> [RECORDS FOR THE EXERCISE]
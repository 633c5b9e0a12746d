//! Child processes with timeouts, bounded output and process-group cleanup.
//!
//! Every child is started as the leader of its own process group so that a
//! timeout can take down the whole tree (SIGTERM, grace period, SIGKILL) and
//! stragglers that outlive the leader are reaped before output is collected.

use std::fs::{self, File};
use std::io::{BufWriter, ErrorKind, Read, Write};
use std::os::unix::process::{CommandExt, ExitStatusExt};
use std::path::Path;
use std::process::{Child, Command, ExitStatus, Stdio};
use std::sync::{Arc, Mutex};
use std::thread;
use std::time::{Duration, Instant};

use anyhow::{Context, Result, anyhow};
use tracing::{debug, error, instrument, warn};
use wait_timeout::ChildExt;

/// Minimum time allowed for output pipes to drain after the child exits.
const MIN_DRAIN: Duration = Duration::from_millis(500);

#[derive(Debug, Clone, Copy)]
pub struct RunOptions<'a> {
    pub stdin: Option<&'a [u8]>,
    pub timeout: Duration,
    /// Bytes of stdout/stderr kept in memory; the rest is drained and counted.
    pub output_limit_bytes: usize,
    /// Tee stdout into this file as it arrives.
    pub stream_path: Option<&'a Path>,
    /// Time between SIGTERM and SIGKILL when a timeout fires.
    pub kill_grace: Duration,
}

impl RunOptions<'_> {
    pub fn new(timeout: Duration, output_limit_bytes: usize) -> Self {
        Self {
            stdin: None,
            timeout,
            output_limit_bytes,
            stream_path: None,
            kill_grace: Duration::from_secs(2),
        }
    }
}

/// Captured child process output.
#[derive(Debug)]
pub struct CommandOutput {
    pub status: ExitStatus,
    pub stdout: Vec<u8>,
    pub stderr: Vec<u8>,
    pub stdout_truncated: usize,
    pub stderr_truncated: usize,
    pub timed_out: bool,
    pub duration: Duration,
}

impl CommandOutput {
    pub fn exit_code(&self) -> Option<i32> {
        self.status.code()
    }

    pub fn signal(&self) -> Option<i32> {
        self.status.signal()
    }

    pub fn stdout_lossy(&self) -> String {
        String::from_utf8_lossy(&self.stdout).into_owned()
    }

    pub fn stderr_lossy(&self) -> String {
        String::from_utf8_lossy(&self.stderr).into_owned()
    }
}

#[derive(Debug, Default)]
struct Capture {
    bytes: Vec<u8>,
    truncated: usize,
}

type SharedCapture = Arc<Mutex<Capture>>;
type StreamFile = Arc<Mutex<BufWriter<File>>>;

/// Run a command to completion or timeout, capturing stdout/stderr without
/// risking pipe deadlocks.
#[instrument(skip_all, fields(timeout_secs = opts.timeout.as_secs(), output_limit_bytes = opts.output_limit_bytes, streaming = opts.stream_path.is_some()))]
pub fn run_command(mut cmd: Command, opts: &RunOptions<'_>) -> Result<CommandOutput> {
    if opts.stdin.is_some() {
        cmd.stdin(Stdio::piped());
    } else {
        cmd.stdin(Stdio::null());
    }
    cmd.stdout(Stdio::piped()).stderr(Stdio::piped());
    cmd.process_group(0);

    let stream_file = match opts.stream_path {
        Some(path) => {
            if let Some(parent) = path.parent() {
                fs::create_dir_all(parent)
                    .with_context(|| format!("create stream dir {}", parent.display()))?;
            }
            let file = File::create(path)
                .with_context(|| format!("create stream file {}", path.display()))?;
            Some(Arc::new(Mutex::new(BufWriter::new(file))))
        }
        None => None,
    };

    debug!("spawning child process");
    let started = Instant::now();
    let mut child = match cmd.spawn() {
        Ok(c) => c,
        Err(e) => {
            error!(err = %e, "failed to spawn command");
            return Err(e).context("spawn command");
        }
    };
    let pgid = child.id();

    let stdin_handle = match opts.stdin {
        Some(input) => {
            let mut child_stdin = child
                .stdin
                .take()
                .ok_or_else(|| anyhow!("stdin was not piped"))?;
            let input = input.to_vec();
            Some(thread::spawn(move || -> Result<()> {
                match child_stdin.write_all(&input) {
                    Err(e) if e.kind() != ErrorKind::BrokenPipe => Err(e).context("write stdin"),
                    _ => Ok(()),
                }
            }))
        }
        None => None,
    };

    let stdout = child
        .stdout
        .take()
        .ok_or_else(|| anyhow!("stdout was not piped"))?;
    let stderr = child
        .stderr
        .take()
        .ok_or_else(|| anyhow!("stderr was not piped"))?;

    let (stdout_capture, stdout_handle) =
        spawn_reader(stdout, opts.output_limit_bytes, stream_file);
    let (stderr_capture, stderr_handle) = spawn_reader(stderr, opts.output_limit_bytes, None);

    let mut timed_out = false;
    let status = match child.wait_timeout(opts.timeout).context("wait for command")? {
        Some(status) => status,
        None => {
            warn!(
                timeout_secs = opts.timeout.as_secs(),
                "command timed out, terminating process group"
            );
            timed_out = true;
            terminate_group(&mut child, pgid, opts.kill_grace)?
        }
    };
    // Descendants may still hold the output pipes open.
    signal_group(pgid, libc::SIGKILL);
    let duration = started.elapsed();

    let deadline = Instant::now() + opts.kill_grace.max(MIN_DRAIN);
    let mut handles = vec![("stdout", stdout_handle), ("stderr", stderr_handle)];
    if let Some(handle) = stdin_handle {
        handles.push(("stdin", handle));
    }
    for (label, handle) in handles {
        while !handle.is_finished() && Instant::now() < deadline {
            thread::sleep(Duration::from_millis(10));
        }
        if handle.is_finished() {
            match handle.join() {
                Ok(result) => result.with_context(|| format!("child {label} pipe"))?,
                Err(_) => return Err(anyhow!("{label} thread panicked")),
            }
        } else {
            warn!(stream = label, "child pipe still open after exit, abandoning reader");
        }
    }

    let (stdout, stdout_truncated) = take_capture(&stdout_capture)?;
    let (stderr, stderr_truncated) = take_capture(&stderr_capture)?;

    if stdout_truncated > 0 || stderr_truncated > 0 {
        warn!(stdout_truncated, stderr_truncated, "output truncated");
    }

    debug!(exit_code = ?status.code(), timed_out, "command finished");
    Ok(CommandOutput {
        status,
        stdout,
        stderr,
        stdout_truncated,
        stderr_truncated,
        timed_out,
        duration,
    })
}

fn terminate_group(child: &mut Child, pgid: u32, grace: Duration) -> Result<ExitStatus> {
    signal_group(pgid, libc::SIGTERM);
    if let Some(status) = child
        .wait_timeout(grace)
        .context("wait for command after SIGTERM")?
    {
        return Ok(status);
    }
    warn!(grace_ms = grace.as_millis() as u64, "process group ignored SIGTERM, killing");
    signal_group(pgid, libc::SIGKILL);
    child.wait().context("wait command after kill")
}

/// Send `signal` to every process in group `pgid`. A missing group is fine.
#[allow(unsafe_code)]
fn signal_group(pgid: u32, signal: i32) {
    let Ok(pgid) = i32::try_from(pgid) else {
        return;
    };
    // SAFETY: kill(2) has no memory-safety preconditions; a negative pid targets the group.
    let rc = unsafe { libc::kill(-pgid, signal) };
    if rc != 0 {
        let err = std::io::Error::last_os_error();
        if err.raw_os_error() != Some(libc::ESRCH) {
            debug!(err = %err, signal, "failed to signal process group");
        }
    }
}

/// Whether a process with `pid` currently exists.
#[allow(unsafe_code)]
pub fn pid_alive(pid: u32) -> bool {
    let Ok(pid) = i32::try_from(pid) else {
        return false;
    };
    if pid <= 0 {
        return false;
    }
    // SAFETY: signal 0 only performs the existence and permission check.
    let rc = unsafe { libc::kill(pid, 0) };
    rc == 0 || std::io::Error::last_os_error().raw_os_error() == Some(libc::EPERM)
}

fn spawn_reader<R: Read + Send + 'static>(
    reader: R,
    limit: usize,
    tee: Option<StreamFile>,
) -> (SharedCapture, thread::JoinHandle<Result<()>>) {
    let capture = SharedCapture::default();
    let sink = Arc::clone(&capture);
    let handle = thread::spawn(move || read_stream_limited(reader, limit, &sink, tee.as_ref()));
    (capture, handle)
}

fn read_stream_limited<R: Read>(
    mut reader: R,
    limit: usize,
    capture: &SharedCapture,
    tee: Option<&StreamFile>,
) -> Result<()> {
    let mut chunk = [0u8; 8192];
    loop {
        let n = match reader.read(&mut chunk) {
            Ok(0) => break,
            Ok(n) => n,
            Err(e) if e.kind() == ErrorKind::Interrupted => continue,
            Err(e) => return Err(e).context("read output"),
        };

        if let Some(file) = tee
            && let Ok(mut writer) = file.lock()
        {
            if let Err(e) = writer.write_all(&chunk[..n]) {
                warn!(err = %e, "failed to write to stream file");
            } else if let Err(e) = writer.flush() {
                warn!(err = %e, "failed to flush stream file");
            }
        }

        let mut capture = capture
            .lock()
            .map_err(|_| anyhow!("output capture lock poisoned"))?;
        let remaining = limit.saturating_sub(capture.bytes.len());
        let keep = n.min(remaining);
        capture.bytes.extend_from_slice(&chunk[..keep]);
        capture.truncated += n - keep;
    }
    Ok(())
}

fn take_capture(capture: &SharedCapture) -> Result<(Vec<u8>, usize)> {
    let mut capture = capture
        .lock()
        .map_err(|_| anyhow!("output capture lock poisoned"))?;
    let taken = std::mem::take(&mut *capture);
    Ok((taken.bytes, taken.truncated))
}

> [PROBLEM] Produce only the lines from the line containing "let mut chunk = [0u8; 8192];" through the line containing "Err(e) if e.kind() == ErrorKind::Interrupted", inclusive of both, exactly as they stand in the entries above.

> [ANSWER SECTION]
    let mut chunk = [0u8; 8192];
    loop {
        let n = match reader.read(&mut chunk) {
            Ok(0) => break,
            Ok(n) => n,
            Err(e) if e.kind() == ErrorKind::Interrupted => continue,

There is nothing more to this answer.